Oireachtas Joint and Select Committees
Wednesday, 2 October 2024
Joint Oireachtas Committee on Health
Staffing Levels in HSE: Discussion
9:30 am
Mr. Neill Dunne:
Yes, the expectation of the public in respect of what you can provide is very stressful for staff on the ground, where families are, rightly so, looking for service and we are just not able to provide it, and obviously with management levels. There is also the demand from acute hospitals with regard to discharge. We are just not able to provide. For diabetics, urology patients and the people who need the care, people who are going to be with us for the rest of their lives and our work lives very often, we just cannot provide that service with the current challenges in recruitment. Public health nurses do take a long time to recruit, as the Deputy can understand, with the student public health nurse programme being a once-a-year programme. There are recommendations to look at that with regard to other pathways into public health nursing, and that is through 39 recommendations, which we could talk about at another stage, around microcredentialling community-registered general nurses.

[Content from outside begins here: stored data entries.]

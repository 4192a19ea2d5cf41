//! Fuzz target for streaming frame reassembly
//!
//! Encodes a sequence of frames and heart-beats into one byte stream, then
//! feeds it to the incremental decoder in arbitrary chunks, the way a
//! long-poll or TCP transport delivers it.
//!
//! # Invariants
//!
//! - Chunk boundaries never change what is decoded
//! - An incomplete frame is reported as incomplete, never as an error
//! - Every frame is decoded exactly once, in order

#![no_main]

use arbitrary::Arbitrary;
use bytes::BytesMut;
use libfuzzer_sys::fuzz_target;
use tandem_proto::{Frame, HeartBeat, Packet};

#[derive(Debug, Arbitrary)]
enum Item {
    Heartbeat,
    Send { destination: String, body: Vec<u8> },
    Message { destination: String, id: u32, body: Vec<u8> },
    Receipt { id: String },
    Connected { outgoing: u16, incoming: u16 },
    Error { message: String },
}

#[derive(Debug, Arbitrary)]
struct Input {
    items: Vec<Item>,
    chunks: Vec<u8>,
}

fn frame(item: &Item) -> Option<Frame> {
    let frame = match item {
        Item::Heartbeat => return None,
        Item::Send { destination, body } => {
            Frame::send(destination, "application/json", body.clone())
        },
        Item::Message { destination, id, body } => {
            Frame::message(destination, "sub-0", &id.to_string(), body.clone())
        },
        Item::Receipt { id } => Frame::receipt(id),
        Item::Connected { outgoing, incoming } => Frame::connected(HeartBeat {
            outgoing: u64::from(*outgoing),
            incoming: u64::from(*incoming),
        }),
        Item::Error { message } => Frame::error(message),
    };
    Some(frame)
}

fuzz_target!(|input: Input| {
    let mut stream = Vec::new();
    let mut expected = Vec::new();
    for item in input.items.iter().take(32) {
        match frame(item) {
            None => {
                stream.push(b'\n');
                expected.push(Packet::Heartbeat);
            },
            Some(frame) => {
                // A NUL inside the header block terminates it early; no real
                // sender produces one.
                if frame.headers.iter().any(|(name, value)| name.contains('\0') || value.contains('\0')) {
                    continue;
                }
                let Ok(bytes) = frame.to_bytes() else { continue };
                stream.extend_from_slice(&bytes);
                expected.push(Packet::Frame(frame));
            },
        }
    }

    let mut buf = BytesMut::new();
    let mut decoded = Vec::new();
    let mut offset = 0;
    let mut sizes = input.chunks.iter().map(|&n| usize::from(n).max(1)).cycle();
    while offset < stream.len() {
        let step = sizes.next().unwrap_or(stream.len()).min(stream.len() - offset);
        buf.extend_from_slice(&stream[offset..offset + step]);
        offset += step;

        loop {
            match Packet::decode(&buf) {
                Ok(Some((packet, used))) => {
                    decoded.push(packet);
                    let _ = buf.split_to(used);
                },
                Ok(None) => break,
                Err(e) => panic!("valid stream failed to decode: {e}"),
            }
        }
    }

    assert!(buf.is_empty(), "{} bytes left undecoded", buf.len());
    assert_eq!(decoded, expected);
});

The problem also is that there is a huge clinical nursing demand in the community, particularly with Sláintecare and the move to the left, and we have not looked at the workforce required for that. Where your public health nurse, who is a generalist nurse, is constantly pulled into clinical nursing, wound care and the chronic thing, they are not then getting to the children or the child developmental assessments because there is that generalist role. What is needed is the community RGN to be able to step up to that. There is no science yet. We do not have safe staffing within that, like in the acute hospitals. We need to increase our community RGN workforce to allow public health nurses to do what they were trained to do.
With the Department of Health and the dedicated child-health workforce in the next few years, there will probably be a recommendation that public health nursing retain that child-health focus because we know that early intervention creates much better outcomes in life. That is the challenge we have - the general public, the acute hospitals and the need for new clinical grades in the community to support public health nursing, if possible.